The Eternal Daughter Is a Beautifully Atmospheric Riff on Classic Hollywood Horror

This review originally ran as part of Paste’s 2022 New York Film Festival coverage.
Joanna Hogg’s The Eternal Daughter feels like stepping into a Halloween mood board. Less compelling to me was the story about a mother and her documentary filmmaker daughter (both played with precision and humor by Tilda Swinton) revisiting a significant family home, now a stately bed and breakfast, to mine memories for the daughter’s upcoming film. I was, instead, more captivated by the technical work encompassing this story: The lightly gothic architecture of the hotel with its spires and looming gargoyles, the perpetual blanket of swirling fog and howling wind, the understated cemetery which shares the grounds, the delicate flute melody that evokes something not of this world, the occasional splash of light from an exit sign pooling an eerie neon green into the hotel hallway.

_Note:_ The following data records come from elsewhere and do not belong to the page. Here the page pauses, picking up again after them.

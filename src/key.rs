// Copyright 2025 Nelson Dominguez
// SPDX-License-Identifier: MIT OR Apache-2.0

use std::fmt;

use num_bigint_dig::BigUint;
use num_traits::{One, Zero};
use rand::rngs::StdRng;
use rand::{Rng, SeedableRng};
use serde::ser::SerializeStruct;
use serde::{Deserialize, Serialize, Serializer};
use zeroize::{Zeroize, ZeroizeOnDrop};

use crate::math::{self, Primality};
use crate::{Error, Result};

/// Conventional public exponent, tried before any fallback scan.
pub const DEFAULT_PUBLIC_EXPONENT: u32 = 65537;

/// Public half of a key pair: modulus `n` and public exponent `e`.
#[derive(Debug, Clone, PartialEq, Eq, Hash, Serialize, Deserialize)]
#[serde(try_from = "RawPublicKey")]
pub struct PublicKey {
    #[serde(with = "crate::serde_decimal")]
    n: BigUint,
    #[serde(with = "crate::serde_decimal")]
    e: BigUint,
}

impl PublicKey {
    /// Construct a public key from its components.
    ///
    /// The modulus must be at least 2 and the exponent non-zero.
    pub fn new(n: BigUint, e: BigUint) -> Result<Self> {
        if n <= BigUint::one() {
            return Err(Error::InvalidParameter("public modulus must be at least 2".into()));
        }
        if e.is_zero() {
            return Err(Error::InvalidParameter("public exponent must be non-zero".into()));
        }

        Ok(Self { n, e })
    }

    #[inline]
    pub fn n(&self) -> &BigUint {
        &self.n
    }

    #[inline]
    pub fn e(&self) -> &BigUint {
        &self.e
    }
}

#[derive(Deserialize)]
struct RawPublicKey {
    #[serde(with = "crate::serde_decimal")]
    n: BigUint,
    #[serde(with = "crate::serde_decimal")]
    e: BigUint,
}

impl TryFrom<RawPublicKey> for PublicKey {
    type Error = Error;

    fn try_from(raw: RawPublicKey) -> Result<Self> {
        PublicKey::new(raw.n, raw.e)
    }
}

/// Private half of a key pair: modulus `n` and private exponent `d`.
///
/// The exponent is wiped from memory on drop.
#[derive(PartialEq, Eq, Zeroize, ZeroizeOnDrop, Clone)]
#[cfg_attr(feature = "expose-secret", derive(Debug))]
pub struct PrivateKey {
    #[zeroize(skip)]
    public_key: PublicKey,

    /// e·d ≡ 1 (mod λ)
    d: BigUint,
}

impl PrivateKey {
    /// Construct a private key for `public_key` with private exponent `d`.
    ///
    /// `d` must be non-zero and smaller than the modulus.
    pub fn new(public_key: PublicKey, d: BigUint) -> Result<Self> {
        if d.is_zero() || &d >= public_key.n() {
            return Err(Error::InvalidParameter(
                "private exponent must lie in [1, n)".into(),
            ));
        }

        Ok(Self { public_key, d })
    }

    #[inline]
    pub fn n(&self) -> &BigUint {
        self.public_key.n()
    }

    #[inline]
    pub fn d(&self) -> &BigUint {
        &self.d
    }

    #[inline]
    pub fn public_key(&self) -> &PublicKey {
        &self.public_key
    }
}

#[cfg(not(feature = "expose-secret"))]
impl fmt::Debug for PrivateKey {
    fn fmt(&self, f: &mut fmt::Formatter<'_>) -> fmt::Result {
        f.debug_struct("PrivateKey")
            .field("n", self.n())
            .field("d", &"<redacted>")
            .finish()
    }
}

impl Serialize for PrivateKey {
    fn serialize<S: Serializer>(&self, serializer: S) -> std::result::Result<S::Ok, S::Error> {
        let mut state = serializer.serialize_struct("PrivateKey", 2)?;
        state.serialize_field("n", &self.n().to_str_radix(10))?;
        state.serialize_field("d", &self.d.to_str_radix(10))?;
        state.end()
    }
}

/// Intermediate values of key generation, kept for inspection only.
///
/// None of these are needed to encrypt, decrypt, sign or verify. The
/// factorization is secret material and is wiped on drop.
#[derive(Clone, PartialEq, Eq, Serialize, Zeroize, ZeroizeOnDrop)]
#[cfg_attr(feature = "expose-secret", derive(Debug))]
pub struct KeyDiagnostics {
    #[serde(with = "crate::serde_decimal")]
    pub p: BigUint,
    #[serde(with = "crate::serde_decimal")]
    pub q: BigUint,
    /// λ = (p-1)(q-1)
    #[serde(rename = "phi_n", with = "crate::serde_decimal")]
    pub lambda: BigUint,
    #[serde(with = "crate::serde_decimal")]
    pub e: BigUint,
    #[serde(with = "crate::serde_decimal")]
    pub d: BigUint,
    /// Set when the preferred exponent was unusable and the odd scan chose `e`.
    pub exponent_fallback: bool,
}

#[cfg(not(feature = "expose-secret"))]
impl fmt::Debug for KeyDiagnostics {
    fn fmt(&self, f: &mut fmt::Formatter<'_>) -> fmt::Result {
        f.debug_struct("KeyDiagnostics")
            .field("e", &self.e)
            .field("exponent_fallback", &self.exponent_fallback)
            .finish_non_exhaustive()
    }
}

/// A complete key pair together with the diagnostics of its construction.
///
/// Secret material is zeroized when dropped.
#[derive(Clone, PartialEq, Eq, Zeroize, ZeroizeOnDrop)]
#[cfg_attr(feature = "expose-secret", derive(Debug))]
pub struct KeyPair {
    #[zeroize(skip)]
    public: PublicKey,
    secret: PrivateKey,
    diagnostics: KeyDiagnostics,
}

impl KeyPair {
    /// Generate a key pair with default parameters.
    pub fn generate() -> Result<Self> {
        KeyPairBuilder::new().build()
    }

    /// Generate a key pair whose primes each have `bit_length` bits.
    pub fn generate_with_size(bit_length: usize) -> Result<Self> {
        KeyPairBuilder::new().bit_length(bit_length).build()
    }

    /// Derive a key pair from two known, distinct primes.
    ///
    /// `preferred_exponent` is used when it is below λ and coprime to it;
    /// otherwise the smallest suitable odd exponent from 3 upwards is chosen.
    pub fn from_primes(p: BigUint, q: BigUint, preferred_exponent: &BigUint) -> Result<Self> {
        if !math::is_prime(&p) || !math::is_prime(&q) {
            return Err(Error::InvalidParameter("p and q must both be prime".into()));
        }
        if p == q {
            return Err(Error::InvalidParameter("p and q must be distinct".into()));
        }

        derive(p, q, preferred_exponent)
    }

    #[inline]
    pub fn public_key(&self) -> &PublicKey {
        &self.public
    }

    #[inline]
    pub fn private_key(&self) -> &PrivateKey {
        &self.secret
    }

    #[inline]
    pub fn diagnostics(&self) -> &KeyDiagnostics {
        &self.diagnostics
    }
}

#[cfg(not(feature = "expose-secret"))]
impl fmt::Debug for KeyPair {
    fn fmt(&self, f: &mut fmt::Formatter<'_>) -> fmt::Result {
        f.debug_struct("KeyPair")
            .field("public", &self.public)
            .field("secret", &self.secret)
            .finish_non_exhaustive()
    }
}

/// Builder for generating key pairs with configurable parameters.
#[derive(Debug, Clone)]
pub struct KeyPairBuilder {
    bit_length: usize,
    public_exponent: BigUint,
    primality: Primality,
}

impl KeyPairBuilder {
    /// Demonstration-sized default: each prime has 10 bits.
    pub const DEFAULT_BITS: usize = 10;

    /// Absolute minimum prime size accepted by the builder.
    pub const MIN_BITS: usize = math::MIN_PRIME_BITS;

    /// Create a builder with default parameters.
    pub fn new() -> Self {
        Self {
            bit_length: Self::DEFAULT_BITS,
            public_exponent: BigUint::from(DEFAULT_PUBLIC_EXPONENT),
            primality: Primality::default(),
        }
    }

    /// Set the bit length of each prime factor.
    pub fn bit_length(mut self, bits: usize) -> Self {
        self.bit_length = bits;
        self
    }

    /// Set the exponent tried before the fallback scan.
    pub fn public_exponent<E: Into<BigUint>>(mut self, e: E) -> Self {
        self.public_exponent = e.into();
        self
    }

    /// Set the primality test used while sampling primes.
    pub fn primality(mut self, primality: Primality) -> Self {
        self.primality = primality;
        self
    }

    /// Generate the key pair from an entropy-seeded generator.
    pub fn build(self) -> Result<KeyPair> {
        let mut rng = StdRng::from_entropy();
        self.build_with_rng(&mut rng)
    }

    /// Generate the key pair drawing all randomness from `rng`.
    pub fn build_with_rng<R: Rng + ?Sized>(self, rng: &mut R) -> Result<KeyPair> {
        if self.bit_length < Self::MIN_BITS {
            return Err(Error::InvalidParameter(format!(
                "bit length must be at least {}, got {}",
                Self::MIN_BITS,
                self.bit_length
            )));
        }
        if self.public_exponent < BigUint::from(3u32) {
            return Err(Error::InvalidParameter(
                "preferred public exponent must be at least 3".into(),
            ));
        }

        let p = math::generate_prime_with(self.bit_length, self.primality, rng)?;
        let mut q = math::generate_prime_with(self.bit_length, self.primality, rng)?;
        while q == p {
            q = math::generate_prime_with(self.bit_length, self.primality, rng)?;
        }
        tracing::debug!(%p, %q, bits = self.bit_length, "selected primes");

        derive(p, q, &self.public_exponent)
    }
}

impl Default for KeyPairBuilder {
    fn default() -> Self {
        Self::new()
    }
}

/// Build a key pair from distinct primes, checking `e·d ≡ 1 (mod λ)`.
fn derive(p: BigUint, q: BigUint, preferred_exponent: &BigUint) -> Result<KeyPair> {
    let n = &p * &q;
    let lambda = (&p - 1u32) * (&q - 1u32);
    tracing::debug!(%n, %lambda, "computed modulus and totient");

    let (e, exponent_fallback) = select_public_exponent(preferred_exponent, &lambda)?;
    tracing::debug!(%e, exponent_fallback, "selected public exponent");

    let d = math::mod_inverse(&e, &lambda)?;
    if !((&e * &d) % &lambda).is_one() {
        return Err(Error::KeypairGenerationFailed(
            "private exponent does not invert the public exponent".into(),
        ));
    }
    tracing::debug!("derived private exponent");

    let public = PublicKey::new(n, e.clone())?;
    let secret = PrivateKey::new(public.clone(), d.clone())?;
    let diagnostics = KeyDiagnostics {
        p,
        q,
        lambda,
        e,
        d,
        exponent_fallback,
    };

    Ok(KeyPair {
        public,
        secret,
        diagnostics,
    })
}

/// Pick `preferred` when it is below λ and coprime to it, else scan odd
/// values from 3. Returns the exponent and whether the scan was used.
fn select_public_exponent(preferred: &BigUint, lambda: &BigUint) -> Result<(BigUint, bool)> {
    if preferred < lambda && math::gcd(preferred, lambda).is_one() {
        return Ok((preferred.clone(), false));
    }

    let mut e = BigUint::from(3u32);
    while &e < lambda {
        if math::gcd(&e, lambda).is_one() {
            return Ok((e, true));
        }
        e += 2u32;
    }

    Err(Error::KeypairGenerationFailed(format!(
        "no odd public exponent below {lambda} is coprime to it"
    )))
}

Nearly every establishing shot in The Eternal Daughter harkens to a landscape painting in an episode of classic Scooby-Doo, in a film that feels like it was made over 50 years ago. It wasn’t until the film’s conclusion that I realized this latter homage was entirely intentional, when a swell of violin and a stylized title card aroused the sensation of having watched the kind of ghost story that doesn’t get made anymore, in a film industry that no longer exists.

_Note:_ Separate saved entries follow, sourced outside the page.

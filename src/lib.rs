// Copyright 2025 Nelson Dominguez
// SPDX-License-Identifier: MIT OR Apache-2.0

//! # Textbook RSA
//!
//! RSA from first principles: prime generation, key pair derivation,
//! unpadded per-unit encryption and SHA-256 hash-then-sign signatures.
//!
//! ## Security
//!
//! This is a teaching engine, not a cryptographic library. Primes are found
//! by trial division and are tiny by default, no operation is constant-time,
//! nothing is padded, and identical plaintext units always produce identical
//! ciphertext units. Private material is still zeroized on drop.
//!
//! ## Example
//!
//! ```rust,no_run
//! use textbook_rsa::{Decrypt, Encrypt, KeyPairBuilder, Sign, Verify};
//!
//! let keypair = KeyPairBuilder::new().bit_length(8).build().expect("key generation failed");
//!
//! let ciphertext = keypair.public_key().encrypt_str("HI").expect("encryption failed");
//! let decrypted = keypair.private_key().decrypt_str(&ciphertext).expect("decryption failed");
//! assert_eq!(decrypted, "HI");
//!
//! let signature = keypair.private_key().sign("hello").expect("signing failed");
//! assert!(keypair.public_key().verify("hello", &signature));
//! ```

mod cipher;
mod ciphertext;
mod error;
mod key;
pub mod math;
mod registry;
mod serde_decimal;
mod service;
mod signature;

pub use cipher::*;
pub use ciphertext::*;
pub use error::*;
pub use key::*;
pub use math::Primality;
pub use registry::*;
pub use service::*;
pub use signature::*;
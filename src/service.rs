// Copyright 2025 Nelson Dominguez
// SPDX-License-Identifier: MIT OR Apache-2.0

//! Username-addressed operations for a delivery layer (HTTP handlers, CLI).
//!
//! Every result is a plain serializable report; big integers render as
//! decimal strings.

use std::fmt;

use num_bigint_dig::BigUint;
use rand::rngs::StdRng;
use rand::{Rng, SeedableRng};
use serde::Serialize;

use crate::cipher::{Decrypt, Encrypt};
use crate::ciphertext::Ciphertext;
use crate::error::{Error, Result};
use crate::key::{KeyDiagnostics, KeyPairBuilder, PrivateKey, PublicKey};
use crate::registry::KeyRegistry;
use crate::signature::{Sign, Signature, Verify};

/// Outcome of generating and registering a key pair.
#[derive(Debug, Clone, Serialize)]
pub struct KeyGeneration {
    pub username: String,
    pub public_key: PublicKey,
    pub private_key: PrivateKey,
    pub key_generation_details: KeyDiagnostics,
}

/// Entry of [`SecureMessaging::list_users`]. Carries no private material.
#[derive(Debug, Clone, PartialEq, Eq, Serialize)]
pub struct UserSummary {
    pub username: String,
    pub public_key: PublicKey,
}

/// Per-user inspection view. The private exponent is never included.
#[derive(Debug, Clone, Serialize)]
pub struct UserDetails {
    pub username: String,
    pub public_key: PublicKey,
    pub has_private_key: bool,
    pub key_details: Factorization,
}

/// Factors of a registered modulus, for display.
#[derive(Clone, PartialEq, Eq, Serialize)]
#[cfg_attr(feature = "expose-secret", derive(Debug))]
pub struct Factorization {
    #[serde(with = "crate::serde_decimal")]
    pub p: BigUint,
    #[serde(with = "crate::serde_decimal")]
    pub q: BigUint,
    #[serde(rename = "phi_n", with = "crate::serde_decimal")]
    pub lambda: BigUint,
}

#[cfg(not(feature = "expose-secret"))]
impl fmt::Debug for Factorization {
    fn fmt(&self, f: &mut fmt::Formatter<'_>) -> fmt::Result {
        f.debug_struct("Factorization").finish_non_exhaustive()
    }
}

impl From<&KeyDiagnostics> for Factorization {
    fn from(diagnostics: &KeyDiagnostics) -> Self {
        Self {
            p: diagnostics.p.clone(),
            q: diagnostics.q.clone(),
            lambda: diagnostics.lambda.clone(),
        }
    }
}

#[derive(Debug, Clone, Serialize)]
pub struct SignatureReport {
    pub username: String,
    pub message: String,
    pub signature: Signature,
    /// SHA-256 of the message, hex encoded.
    pub hash_hex: String,
    #[serde(with = "crate::serde_decimal")]
    pub hash_int: BigUint,
    /// Digest after reduction modulo `n`.
    #[serde(with = "crate::serde_decimal")]
    pub signed_hash: BigUint,
    #[serde(with = "crate::serde_decimal")]
    pub n: BigUint,
}

#[derive(Debug, Clone, Serialize)]
pub struct VerificationReport {
    pub username: String,
    pub message: String,
    pub signature: Signature,
    pub is_valid: bool,
    #[serde(with = "crate::serde_decimal")]
    pub computed_hash: BigUint,
    #[serde(with = "crate::serde_decimal")]
    pub recovered_hash: BigUint,
    pub hash_hex: String,
    #[serde(with = "crate::serde_decimal")]
    pub n: BigUint,
    #[serde(with = "crate::serde_decimal")]
    pub e: BigUint,
}

/// Multi-user encryption and signing over a borrowed [`KeyRegistry`].
#[derive(Debug, Clone, Copy)]
pub struct SecureMessaging<'a> {
    registry: &'a KeyRegistry,
}

impl<'a> SecureMessaging<'a> {
    pub fn new(registry: &'a KeyRegistry) -> Self {
        Self { registry }
    }

    pub fn registry(&self) -> &'a KeyRegistry {
        self.registry
    }

    /// Generate a key pair for `username` from fresh entropy and register it.
    pub fn generate_keypair(&self, username: &str, bits: usize) -> Result<KeyGeneration> {
        let mut rng = StdRng::from_entropy();
        self.generate_keypair_with_rng(username, bits, &mut rng)
    }

    /// Generate a key pair for `username` using `rng` and register it,
    /// replacing any existing entry.
    pub fn generate_keypair_with_rng<R: Rng + ?Sized>(
        &self,
        username: &str,
        bits: usize,
        rng: &mut R,
    ) -> Result<KeyGeneration> {
        if username.is_empty() {
            return Err(Error::InvalidParameter("username must not be empty".into()));
        }

        let key_pair = KeyPairBuilder::new().bit_length(bits).build_with_rng(rng)?;
        let generation = KeyGeneration {
            username: username.to_string(),
            public_key: key_pair.public_key().clone(),
            private_key: key_pair.private_key().clone(),
            key_generation_details: key_pair.diagnostics().clone(),
        };

        self.registry.register(username, key_pair);
        tracing::info!(username, bits, "generated key pair");

        Ok(generation)
    }

    /// Encrypt `message` from `sender` to `receiver` with the receiver's public key.
    ///
    /// Both users must be registered.
    pub fn send_message(&self, sender: &str, receiver: &str, message: &str) -> Result<Ciphertext> {
        if !self.registry.contains(sender) {
            return Err(Error::UserNotFound(sender.to_string()));
        }

        let public_key = self.registry.get_public(receiver)?;
        let ciphertext = public_key.encrypt_str(message)?;
        tracing::debug!(sender, receiver, units = ciphertext.len(), "encrypted message");

        Ok(ciphertext)
    }

    /// Decrypt a message addressed to `receiver` with their private key.
    pub fn receive_message(&self, receiver: &str, ciphertext: &Ciphertext) -> Result<String> {
        let private_key = self.registry.get_private(receiver)?;
        let message = private_key.decrypt_str(ciphertext)?;
        tracing::debug!(receiver, units = ciphertext.len(), "decrypted message");

        Ok(message)
    }

    /// Sign `message` with `username`'s private key.
    pub fn sign(&self, username: &str, message: &str) -> Result<SignatureReport> {
        let private_key = self.registry.get_private(username)?;
        let signing = private_key.sign_detailed(message)?;

        Ok(SignatureReport {
            username: username.to_string(),
            message: message.to_string(),
            signature: signing.signature,
            hash_hex: signing.digest.hex().to_string(),
            hash_int: signing.digest.value().clone(),
            signed_hash: signing.signed_hash,
            n: private_key.n().clone(),
        })
    }

    /// Verify `signature` over `message` against `username`'s public key.
    pub fn verify(
        &self,
        username: &str,
        message: &str,
        signature: &Signature,
    ) -> Result<VerificationReport> {
        let public_key = self.registry.get_public(username)?;
        let verification = public_key.verify_detailed(message, signature);

        Ok(VerificationReport {
            username: username.to_string(),
            message: message.to_string(),
            signature: signature.clone(),
            is_valid: verification.is_valid,
            computed_hash: verification.computed_hash,
            recovered_hash: verification.recovered_hash,
            hash_hex: verification.digest.hex().to_string(),
            n: public_key.n().clone(),
            e: public_key.e().clone(),
        })
    }

    /// Every registered user with their public key only.
    pub fn list_users(&self) -> Vec<UserSummary> {
        self.registry
            .list()
            .into_iter()
            .map(|(username, public_key)| UserSummary {
                username,
                public_key,
            })
            .collect()
    }

    pub fn get_user(&self, username: &str) -> Result<UserDetails> {
        let identity = self.registry.identity(username)?;

        Ok(UserDetails {
            username: identity.username().to_string(),
            public_key: identity.public_key().clone(),
            has_private_key: true,
            key_details: Factorization::from(identity.diagnostics()),
        })
    }
}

Julie (Swinton), her mother, Rosalind (also Swinton), and their dog, Louis (Louis) arrive at the former family manor, now a near-vacant hotel. They run into problems immediately: The hotel’s curmudgeonly young clerk (Carly-Sophia Davies) doesn’t have the room Julie booked available, and won’t give Julie an answer as to whether she and her mother will be able to stay in their begrudgingly gifted replacement room. On top of the room mix-up, the hotel has no WiFi (inconveniently, you find a signal only at the very top of the establishment), there is a strange clanging sound that plagues Julie’s sleep and she would really like an electric kettle to boil water for her tea. Every request to the young clerk seems to be too much, Davies consistently proffering terse apathy and a hilariously throbbing vein. But she still obliges Julie’s simple, if needy, requests.